### Problem to work on
Write the number of lines in the material below that contain "tracing", with no other words.

### Materials provided
++++++
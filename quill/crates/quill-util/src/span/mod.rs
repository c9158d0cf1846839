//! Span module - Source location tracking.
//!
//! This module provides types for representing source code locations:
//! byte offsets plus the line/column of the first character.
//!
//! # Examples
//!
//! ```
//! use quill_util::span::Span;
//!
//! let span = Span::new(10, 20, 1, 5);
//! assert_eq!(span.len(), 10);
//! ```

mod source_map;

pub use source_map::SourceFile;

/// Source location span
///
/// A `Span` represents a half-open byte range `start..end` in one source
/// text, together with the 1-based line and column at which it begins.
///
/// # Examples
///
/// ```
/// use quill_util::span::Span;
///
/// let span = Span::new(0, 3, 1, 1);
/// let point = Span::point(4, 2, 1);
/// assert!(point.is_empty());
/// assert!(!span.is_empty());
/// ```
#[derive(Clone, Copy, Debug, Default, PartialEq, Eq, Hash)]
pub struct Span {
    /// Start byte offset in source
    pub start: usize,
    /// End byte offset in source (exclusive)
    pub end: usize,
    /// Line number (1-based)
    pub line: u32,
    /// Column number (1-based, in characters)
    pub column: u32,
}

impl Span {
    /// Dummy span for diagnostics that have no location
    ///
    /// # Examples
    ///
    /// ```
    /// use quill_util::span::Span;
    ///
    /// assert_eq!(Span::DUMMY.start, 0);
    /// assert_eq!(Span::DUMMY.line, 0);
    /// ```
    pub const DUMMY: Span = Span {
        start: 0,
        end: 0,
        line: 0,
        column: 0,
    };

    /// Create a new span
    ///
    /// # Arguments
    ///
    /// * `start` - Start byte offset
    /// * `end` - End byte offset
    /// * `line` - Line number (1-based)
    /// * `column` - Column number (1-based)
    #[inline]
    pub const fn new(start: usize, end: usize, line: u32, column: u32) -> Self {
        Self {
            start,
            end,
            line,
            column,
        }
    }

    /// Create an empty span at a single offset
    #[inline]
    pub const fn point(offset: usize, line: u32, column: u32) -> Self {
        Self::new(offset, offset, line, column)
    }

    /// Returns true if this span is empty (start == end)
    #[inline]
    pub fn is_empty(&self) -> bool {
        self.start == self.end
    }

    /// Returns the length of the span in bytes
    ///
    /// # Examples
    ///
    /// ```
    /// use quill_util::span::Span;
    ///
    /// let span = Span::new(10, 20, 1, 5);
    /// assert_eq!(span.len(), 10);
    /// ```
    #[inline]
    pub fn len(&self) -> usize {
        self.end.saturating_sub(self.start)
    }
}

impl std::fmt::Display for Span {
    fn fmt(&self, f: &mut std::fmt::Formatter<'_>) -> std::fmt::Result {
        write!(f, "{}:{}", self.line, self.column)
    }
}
++++++
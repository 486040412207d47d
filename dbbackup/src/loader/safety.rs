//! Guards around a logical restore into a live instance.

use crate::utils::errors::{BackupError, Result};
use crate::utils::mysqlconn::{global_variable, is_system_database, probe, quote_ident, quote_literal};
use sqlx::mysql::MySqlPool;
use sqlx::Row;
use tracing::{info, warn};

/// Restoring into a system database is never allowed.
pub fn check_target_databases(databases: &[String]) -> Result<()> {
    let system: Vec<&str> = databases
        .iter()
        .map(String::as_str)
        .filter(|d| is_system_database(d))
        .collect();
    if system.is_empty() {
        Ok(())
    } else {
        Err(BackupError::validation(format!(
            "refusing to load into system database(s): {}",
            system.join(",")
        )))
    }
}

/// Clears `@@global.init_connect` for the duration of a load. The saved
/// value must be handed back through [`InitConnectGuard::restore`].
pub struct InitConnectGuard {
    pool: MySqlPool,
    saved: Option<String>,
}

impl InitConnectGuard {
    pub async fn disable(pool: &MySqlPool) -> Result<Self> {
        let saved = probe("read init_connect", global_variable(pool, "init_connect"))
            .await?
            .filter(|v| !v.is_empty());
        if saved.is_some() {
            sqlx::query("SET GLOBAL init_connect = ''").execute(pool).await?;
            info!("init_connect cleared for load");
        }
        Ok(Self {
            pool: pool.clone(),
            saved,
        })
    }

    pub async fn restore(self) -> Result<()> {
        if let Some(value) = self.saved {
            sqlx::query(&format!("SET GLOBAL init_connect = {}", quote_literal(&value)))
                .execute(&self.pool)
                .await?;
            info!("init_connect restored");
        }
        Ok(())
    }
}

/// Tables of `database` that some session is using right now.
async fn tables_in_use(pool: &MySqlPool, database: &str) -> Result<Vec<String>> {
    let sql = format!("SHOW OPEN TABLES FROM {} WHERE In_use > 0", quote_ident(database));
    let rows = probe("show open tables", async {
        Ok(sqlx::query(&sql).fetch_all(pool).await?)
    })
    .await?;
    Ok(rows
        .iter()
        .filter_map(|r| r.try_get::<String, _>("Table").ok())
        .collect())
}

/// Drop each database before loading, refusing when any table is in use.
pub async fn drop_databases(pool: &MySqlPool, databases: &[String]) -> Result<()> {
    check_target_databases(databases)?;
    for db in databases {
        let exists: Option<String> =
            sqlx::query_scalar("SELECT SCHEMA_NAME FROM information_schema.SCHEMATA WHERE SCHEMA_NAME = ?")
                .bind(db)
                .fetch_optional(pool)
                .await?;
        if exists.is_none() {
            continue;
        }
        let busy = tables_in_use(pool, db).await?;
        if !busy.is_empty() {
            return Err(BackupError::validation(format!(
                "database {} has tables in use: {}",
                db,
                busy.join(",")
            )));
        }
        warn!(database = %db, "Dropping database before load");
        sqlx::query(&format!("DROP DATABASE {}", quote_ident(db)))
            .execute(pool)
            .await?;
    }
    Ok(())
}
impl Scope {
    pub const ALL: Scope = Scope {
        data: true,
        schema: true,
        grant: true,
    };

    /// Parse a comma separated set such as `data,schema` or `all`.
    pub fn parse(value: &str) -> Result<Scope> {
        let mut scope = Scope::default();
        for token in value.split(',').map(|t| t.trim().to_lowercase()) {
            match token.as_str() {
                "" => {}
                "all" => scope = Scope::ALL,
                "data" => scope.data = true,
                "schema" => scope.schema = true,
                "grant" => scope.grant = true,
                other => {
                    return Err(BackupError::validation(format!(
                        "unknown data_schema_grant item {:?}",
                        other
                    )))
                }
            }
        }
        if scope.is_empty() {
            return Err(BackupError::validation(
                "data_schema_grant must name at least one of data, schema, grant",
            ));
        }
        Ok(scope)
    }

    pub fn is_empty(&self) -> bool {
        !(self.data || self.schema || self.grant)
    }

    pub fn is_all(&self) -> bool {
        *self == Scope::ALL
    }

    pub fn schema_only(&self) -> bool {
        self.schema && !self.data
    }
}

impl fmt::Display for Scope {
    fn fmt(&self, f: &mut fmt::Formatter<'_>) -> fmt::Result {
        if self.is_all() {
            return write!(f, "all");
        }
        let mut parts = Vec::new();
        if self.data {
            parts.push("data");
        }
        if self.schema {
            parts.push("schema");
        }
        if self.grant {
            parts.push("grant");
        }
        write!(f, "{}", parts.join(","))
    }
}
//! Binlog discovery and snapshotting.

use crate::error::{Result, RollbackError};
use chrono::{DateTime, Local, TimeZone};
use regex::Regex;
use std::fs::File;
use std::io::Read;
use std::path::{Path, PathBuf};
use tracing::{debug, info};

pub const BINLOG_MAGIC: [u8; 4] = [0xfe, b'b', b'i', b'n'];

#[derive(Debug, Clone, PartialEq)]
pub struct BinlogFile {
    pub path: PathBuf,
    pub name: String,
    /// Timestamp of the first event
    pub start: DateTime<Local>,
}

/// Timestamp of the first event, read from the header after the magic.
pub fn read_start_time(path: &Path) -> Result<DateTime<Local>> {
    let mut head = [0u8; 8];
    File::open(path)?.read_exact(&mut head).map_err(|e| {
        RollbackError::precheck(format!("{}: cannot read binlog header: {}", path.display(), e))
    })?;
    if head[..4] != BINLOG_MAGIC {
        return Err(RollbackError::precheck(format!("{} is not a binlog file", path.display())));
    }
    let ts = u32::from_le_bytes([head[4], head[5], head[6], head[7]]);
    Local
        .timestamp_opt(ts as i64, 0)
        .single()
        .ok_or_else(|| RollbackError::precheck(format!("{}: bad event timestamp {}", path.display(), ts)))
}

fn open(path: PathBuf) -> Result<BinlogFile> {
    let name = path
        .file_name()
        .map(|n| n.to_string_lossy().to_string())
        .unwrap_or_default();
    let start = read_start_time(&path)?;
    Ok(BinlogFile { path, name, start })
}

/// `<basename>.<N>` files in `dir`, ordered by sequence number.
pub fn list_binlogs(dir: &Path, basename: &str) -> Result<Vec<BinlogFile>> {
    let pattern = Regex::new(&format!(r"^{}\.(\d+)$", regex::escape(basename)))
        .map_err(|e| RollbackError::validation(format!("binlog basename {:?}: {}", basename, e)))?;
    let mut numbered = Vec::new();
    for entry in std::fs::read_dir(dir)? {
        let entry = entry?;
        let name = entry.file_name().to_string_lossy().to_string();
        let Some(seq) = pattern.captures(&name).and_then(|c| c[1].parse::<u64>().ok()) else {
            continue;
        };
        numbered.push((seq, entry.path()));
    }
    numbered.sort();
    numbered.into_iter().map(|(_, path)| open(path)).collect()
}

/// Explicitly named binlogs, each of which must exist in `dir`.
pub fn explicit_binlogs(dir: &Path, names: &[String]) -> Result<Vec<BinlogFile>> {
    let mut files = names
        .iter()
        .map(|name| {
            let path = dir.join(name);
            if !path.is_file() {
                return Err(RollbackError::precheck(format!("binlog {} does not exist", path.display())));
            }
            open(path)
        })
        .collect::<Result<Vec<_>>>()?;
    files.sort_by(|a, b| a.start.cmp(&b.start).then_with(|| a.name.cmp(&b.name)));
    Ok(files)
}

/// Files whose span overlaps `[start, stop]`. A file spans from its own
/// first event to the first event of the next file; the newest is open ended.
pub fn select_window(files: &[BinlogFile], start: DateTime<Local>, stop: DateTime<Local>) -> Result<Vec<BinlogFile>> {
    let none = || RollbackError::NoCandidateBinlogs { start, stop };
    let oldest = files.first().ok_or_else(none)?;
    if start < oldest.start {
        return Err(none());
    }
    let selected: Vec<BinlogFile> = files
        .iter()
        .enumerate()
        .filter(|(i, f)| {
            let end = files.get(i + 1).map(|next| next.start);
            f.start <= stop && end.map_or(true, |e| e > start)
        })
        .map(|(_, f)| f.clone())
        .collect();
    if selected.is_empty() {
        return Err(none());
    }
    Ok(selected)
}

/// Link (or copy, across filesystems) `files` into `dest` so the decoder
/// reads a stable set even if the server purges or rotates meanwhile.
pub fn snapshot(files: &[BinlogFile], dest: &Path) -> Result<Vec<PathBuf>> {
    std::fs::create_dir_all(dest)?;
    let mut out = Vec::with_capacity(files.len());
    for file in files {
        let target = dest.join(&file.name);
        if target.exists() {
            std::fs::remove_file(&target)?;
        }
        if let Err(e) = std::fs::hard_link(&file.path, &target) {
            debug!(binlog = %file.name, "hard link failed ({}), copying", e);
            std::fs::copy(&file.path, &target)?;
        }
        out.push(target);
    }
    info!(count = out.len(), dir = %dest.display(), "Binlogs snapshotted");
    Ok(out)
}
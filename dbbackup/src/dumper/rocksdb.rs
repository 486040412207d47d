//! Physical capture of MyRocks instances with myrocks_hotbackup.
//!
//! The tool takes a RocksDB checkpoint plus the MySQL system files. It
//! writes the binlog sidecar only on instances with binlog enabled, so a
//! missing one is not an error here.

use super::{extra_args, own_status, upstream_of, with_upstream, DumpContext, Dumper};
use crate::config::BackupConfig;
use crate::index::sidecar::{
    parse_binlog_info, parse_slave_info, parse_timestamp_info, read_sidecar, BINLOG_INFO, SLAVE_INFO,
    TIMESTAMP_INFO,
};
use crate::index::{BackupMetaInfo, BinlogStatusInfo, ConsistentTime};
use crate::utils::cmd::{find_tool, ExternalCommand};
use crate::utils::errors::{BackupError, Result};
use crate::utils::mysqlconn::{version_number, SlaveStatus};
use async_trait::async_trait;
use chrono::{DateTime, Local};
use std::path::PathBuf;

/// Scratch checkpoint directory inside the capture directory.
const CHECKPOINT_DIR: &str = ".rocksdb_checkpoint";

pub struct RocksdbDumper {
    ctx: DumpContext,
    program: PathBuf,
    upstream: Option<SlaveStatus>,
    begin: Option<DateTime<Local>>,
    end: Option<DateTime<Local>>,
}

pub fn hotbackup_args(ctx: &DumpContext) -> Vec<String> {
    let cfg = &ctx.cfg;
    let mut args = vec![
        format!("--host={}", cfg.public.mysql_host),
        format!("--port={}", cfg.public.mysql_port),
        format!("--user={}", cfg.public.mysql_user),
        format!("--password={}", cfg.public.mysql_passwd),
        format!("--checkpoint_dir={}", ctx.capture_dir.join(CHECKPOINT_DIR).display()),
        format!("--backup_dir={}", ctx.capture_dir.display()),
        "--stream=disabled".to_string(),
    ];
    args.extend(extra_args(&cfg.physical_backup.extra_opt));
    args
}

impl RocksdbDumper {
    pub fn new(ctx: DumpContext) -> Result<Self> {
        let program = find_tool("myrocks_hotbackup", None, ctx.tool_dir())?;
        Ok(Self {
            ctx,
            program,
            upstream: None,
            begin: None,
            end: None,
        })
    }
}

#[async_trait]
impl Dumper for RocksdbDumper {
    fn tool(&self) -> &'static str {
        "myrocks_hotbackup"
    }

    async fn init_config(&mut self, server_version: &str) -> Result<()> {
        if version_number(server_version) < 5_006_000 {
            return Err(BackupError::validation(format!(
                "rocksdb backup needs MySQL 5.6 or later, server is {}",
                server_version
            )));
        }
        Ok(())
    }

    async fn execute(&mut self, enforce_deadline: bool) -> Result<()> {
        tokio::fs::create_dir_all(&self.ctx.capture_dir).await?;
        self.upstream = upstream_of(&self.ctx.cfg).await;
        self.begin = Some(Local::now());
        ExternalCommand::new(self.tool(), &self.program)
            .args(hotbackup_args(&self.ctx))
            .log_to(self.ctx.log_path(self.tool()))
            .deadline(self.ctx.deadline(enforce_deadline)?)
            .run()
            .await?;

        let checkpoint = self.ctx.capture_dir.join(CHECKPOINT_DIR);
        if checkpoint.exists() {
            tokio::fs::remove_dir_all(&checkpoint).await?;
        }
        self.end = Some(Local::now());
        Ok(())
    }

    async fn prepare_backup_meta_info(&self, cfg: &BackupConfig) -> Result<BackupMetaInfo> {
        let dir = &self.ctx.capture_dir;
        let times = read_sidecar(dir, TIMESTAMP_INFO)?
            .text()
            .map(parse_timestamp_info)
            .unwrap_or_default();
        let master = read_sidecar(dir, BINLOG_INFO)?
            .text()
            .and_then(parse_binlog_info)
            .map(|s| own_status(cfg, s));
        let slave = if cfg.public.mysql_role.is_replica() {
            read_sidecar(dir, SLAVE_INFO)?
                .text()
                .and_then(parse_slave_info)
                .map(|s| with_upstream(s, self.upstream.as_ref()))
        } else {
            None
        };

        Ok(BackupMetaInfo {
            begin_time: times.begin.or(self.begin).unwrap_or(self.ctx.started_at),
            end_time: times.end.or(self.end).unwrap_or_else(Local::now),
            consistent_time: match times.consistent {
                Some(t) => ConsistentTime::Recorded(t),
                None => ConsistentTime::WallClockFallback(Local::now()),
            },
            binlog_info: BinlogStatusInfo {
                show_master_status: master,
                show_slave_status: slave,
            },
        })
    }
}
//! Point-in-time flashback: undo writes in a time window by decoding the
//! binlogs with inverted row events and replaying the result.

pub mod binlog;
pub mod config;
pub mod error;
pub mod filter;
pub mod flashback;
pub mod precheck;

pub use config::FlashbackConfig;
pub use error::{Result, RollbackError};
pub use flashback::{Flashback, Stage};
++++++
### Exercise result
2